ROCm Compute Profiler includes analysis panels targeting RDNA3.5 parts reporting as gfx115x, such as, integrated graphics on AMD Ryzen AI Max Series processors.

Memory hierarchy in the tool#

For gfx115x, the Memory Chart panel walks the path from instruction and scalar paths, GL0 (TCP), LDS, interfaces to GL1 Cache, GL2 Cache, and GCEA toward system memory.

Workgroups and execution#

RDNA3 architecture-based APUs organize compute around Workgroup Processors (WGPs) and Compute Units (CUs). On gfx115x, each WGP pairs two CUs that share resources. Wavefronts are typically wave32 oriented in this configuration. The WGP, Shader Processor Input (SPI), and Command Processor Compute (CPC) panels in gfx115x expose dispatch, occupancy, and command-processor metrics for this RDNA execution model (see the sub-sections under Shader engine and Command processor (CP)).

Hardware blocks#

The ROCm Compute Profiler documentation follows the RDNA3 gfx115x block hierarchy below:

Shader engine#

Within each shader engine, gfx115x metric tables are grouped under:

Workgroup Manager (SPI): Schedules wavefronts onto WGPs after the command processor dispatches work. Tracks SPI utilization and wave-dispatch statistics.
Workgroup processor (WGP): CU-pair execution (occupancy, waves, instruction mix, and WGP instruction/data caches).
GL0 (TCP Vector Cache): Vector L0 immediately before GL1; TCP-named counters through the TCP-GL1 boundary.
GL1: Shared L1 utilization, requests, cache performance, and the GL1-GL2 interface.
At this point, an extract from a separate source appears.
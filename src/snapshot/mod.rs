pub mod bus;
pub mod sse;

pub use bus::SnapshotBus;
pub use sse::router;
For more details, see Shader engine.

Last-level cache and memory paths#

GL2 cache: Last-level GFX on-chip cache performance, requests, and bandwidth.
Graphics Core Efficiency Arbiter (GCEA): DRAM read/write interfaces, system arbiter (SARB), and return traffic after GL2.
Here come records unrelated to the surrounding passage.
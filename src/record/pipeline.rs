//! Generic "row → typed record" construction pipeline, per §4.G.
//!
//! Grounded on `examples/original_source/commons/base_dataclasses.py` for
//! the five-table shape (FIELD_MAPPING/DEFAULTS/CONVERTERS/VALIDATORS/schema
//! keys). Two behaviors are spec-mandated additions not present in that
//! source file (SPEC_FULL.md §9 open question #2): the FIELD_MAPPING
//! conflict warning, and uniform strict-rethrow/lenient-drop validator
//! semantics.

use serde_json::{Map, Value};

pub type Converter = fn(Value) -> Result<Value, String>;
pub type Validator = fn(&Map<String, Value>) -> Result<(), String>;
pub type DefaultFn = fn() -> Value;

#[derive(Clone, Copy, Debug, PartialEq, Eq)]
pub enum Strictness {
    Strict,
    Lenient,
}

pub struct RecordDescriptor {
    pub name: &'static str,
    pub field_mapping: &'static [(&'static str, &'static str)],
    pub defaults: &'static [(&'static str, DefaultFn)],
    pub converters: &'static [(&'static str, Converter)],
    pub validators: &'static [Validator],
    pub schema_keys: &'static [&'static str],
}

#[derive(Debug)]
pub enum BuildError {
    Converter { field: &'static str, message: String },
    Validator(String),
}

impl std::fmt::Display for BuildError {
    fn fmt(&self, f: &mut std::fmt::Formatter<'_>) -> std::fmt::Result {
        match self {
            BuildError::Converter { field, message } => {
                write!(f, "converter for '{field}' failed: {message}")
            }
            BuildError::Validator(msg) => write!(f, "validator failed: {msg}"),
        }
    }
}
impl std::error::Error for BuildError {}

/// Builds one record from an external mapping. `Ok(None)` means the row was
/// dropped in lenient mode (validator failure); callers in strict mode only
/// ever see `Ok(Some(_))` or `Err(_)`.
pub fn build_record(
    raw: &Map<String, Value>,
    descriptor: &RecordDescriptor,
    mode: Strictness,
) -> Result<Option<Map<String, Value>>, BuildError> {
    let mut remapped: Map<String, Value> = Map::new();
    let mut set_from: std::collections::HashMap<&str, &str> = std::collections::HashMap::new();

    for (ext_key, value) in raw.iter() {
        let internal_key = descriptor
            .field_mapping
            .iter()
            .find(|(e, _)| *e == ext_key)
            .map(|(_, i)| *i)
            .unwrap_or(ext_key.as_str());

        if let Some(prev_ext) = set_from.get(internal_key) {
            tracing::warn!(
                record = descriptor.name,
                internal_key,
                prev_external = prev_ext,
                new_external = ext_key.as_str(),
                "FIELD_MAPPING conflict: multiple external keys map to the same internal key, last one wins"
            );
        }
        set_from.insert(internal_key, ext_key.as_str());
        remapped.insert(internal_key.to_string(), value.clone());
    }

    for (key, default_fn) in descriptor.defaults {
        remapped.entry(key.to_string()).or_insert_with(default_fn);
    }

    for (key, converter) in descriptor.converters {
        if let Some(value) = remapped.get(*key).cloned() {
            match converter(value.clone()) {
                Ok(converted) => {
                    remapped.insert(key.to_string(), converted);
                }
                Err(msg) => match mode {
                    Strictness::Strict => {
                        return Err(BuildError::Converter { field: key, message: msg })
                    }
                    Strictness::Lenient => {
                        tracing::warn!(record = descriptor.name, field = *key, error = %msg, "converter failed, passing value through");
                    }
                },
            }
        }
    }

    for validator in descriptor.validators {
        if let Err(msg) = validator(&remapped) {
            match mode {
                Strictness::Strict => return Err(BuildError::Validator(msg)),
                Strictness::Lenient => {
                    tracing::warn!(record = descriptor.name, error = %msg, row = ?truncate_for_log(&remapped), "row failed validation, dropping");
                    return Ok(None);
                }
            }
        }
    }

    let mut out = Map::new();
    for key in descriptor.schema_keys {
        if let Some(v) = remapped.get(*key) {
            out.insert(key.to_string(), v.clone());
        }
    }
    Ok(Some(out))
}

fn truncate_for_log(row: &Map<String, Value>) -> String {
    let s = serde_json::to_string(row).unwrap_or_default();
    s.chars().take(200).collect()
}

/// Constructs many records from a batch of raw mappings. Non-mapping items
/// (bare strings, arrays) are dropped with a warning in lenient mode, or
/// abort the whole batch in strict mode.
pub fn build_batch(
    raw_items: &[Value],
    descriptor: &RecordDescriptor,
    mode: Strictness,
) -> Result<Vec<Map<String, Value>>, BuildError> {
    let mut out = Vec::with_capacity(raw_items.len());
    for item in raw_items {
        let Some(obj) = item.as_object() else {
            match mode {
                Strictness::Strict => {
                    return Err(BuildError::Validator("batch item is not a mapping".into()))
                }
                Strictness::Lenient => {
                    tracing::warn!(record = descriptor.name, "dropping non-mapping batch item");
                    continue;
                }
            }
        };
        if let Some(record) = build_record(obj, descriptor, mode)? {
            out.push(record);
        }
    }
    Ok(out)
}

#[cfg(test)]
mod tests {
    use super::*;
    use serde_json::json;

    fn default_zero() -> Value {
        json!(0)
    }

    fn conv_upper(v: Value) -> Result<Value, String> {
        v.as_str()
            .map(|s| json!(s.to_uppercase()))
            .ok_or_else(|| "not a string".into())
    }

    fn validate_nonneg(row: &Map<String, Value>) -> Result<(), String> {
        match row.get("n").and_then(Value::as_i64) {
            Some(n) if n < 0 => Err("n must be >= 0".into()),
            _ => Ok(()),
        }
    }

    const DESC: RecordDescriptor = RecordDescriptor {
        name: "test_record",
        field_mapping: &[("ext_name", "name"), ("alt_name", "name")],
        defaults: &[("n", default_zero as DefaultFn)],
        converters: &[("name", conv_upper as Converter)],
        validators: &[validate_nonneg as Validator],
        schema_keys: &["name", "n"],
    };

    #[test]
    fn field_mapping_conflict_last_wins() {
        let mut raw = Map::new();
        raw.insert("ext_name".into(), json!("first"));
        raw.insert("alt_name".into(), json!("second"));
        let out = build_record(&raw, &DESC, Strictness::Lenient).unwrap().unwrap();
        assert_eq!(out["name"], json!("SECOND"));
    }

    #[test]
    fn defaults_fill_in_missing_keys() {
        let mut raw = Map::new();
        raw.insert("ext_name".into(), json!("x"));
        let out = build_record(&raw, &DESC, Strictness::Lenient).unwrap().unwrap();
        assert_eq!(out["n"], json!(0));
    }

    #[test]
    fn lenient_validator_drops_row() {
        let mut raw = Map::new();
        raw.insert("ext_name".into(), json!("x"));
        raw.insert("n".into(), json!(-1));
        let out = build_record(&raw, &DESC, Strictness::Lenient).unwrap();
        assert!(out.is_none());
    }

    #[test]
    fn strict_validator_rethrows() {
        let mut raw = Map::new();
        raw.insert("ext_name".into(), json!("x"));
        raw.insert("n".into(), json!(-1));
        let out = build_record(&raw, &DESC, Strictness::Strict);
        assert!(out.is_err());
    }

    #[test]
    fn extras_are_discarded() {
        let mut raw = Map::new();
        raw.insert("ext_name".into(), json!("x"));
        raw.insert("unrelated".into(), json!("y"));
        let out = build_record(&raw, &DESC, Strictness::Lenient).unwrap().unwrap();
        assert!(!out.contains_key("unrelated"));
    }
}
</content>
Host-side control and coarse utilization#

Command processor (CP): CPC/MEC panels from packet handling through dispatch toward SPI.
Graphics Register Bus Manager (GRBM): GPU-wide and per-shader-engine utilization from GRBM-derived counters.

Additional reference material#

System Speed-of-Light: System Speed-of-Light table using the same gfx115x metric keys as the analysis panel.
References: Public references and links to complementary Instinct documentation.

Note

ROCm Compute Profiler currently has limited support for WMMA on gfx115x.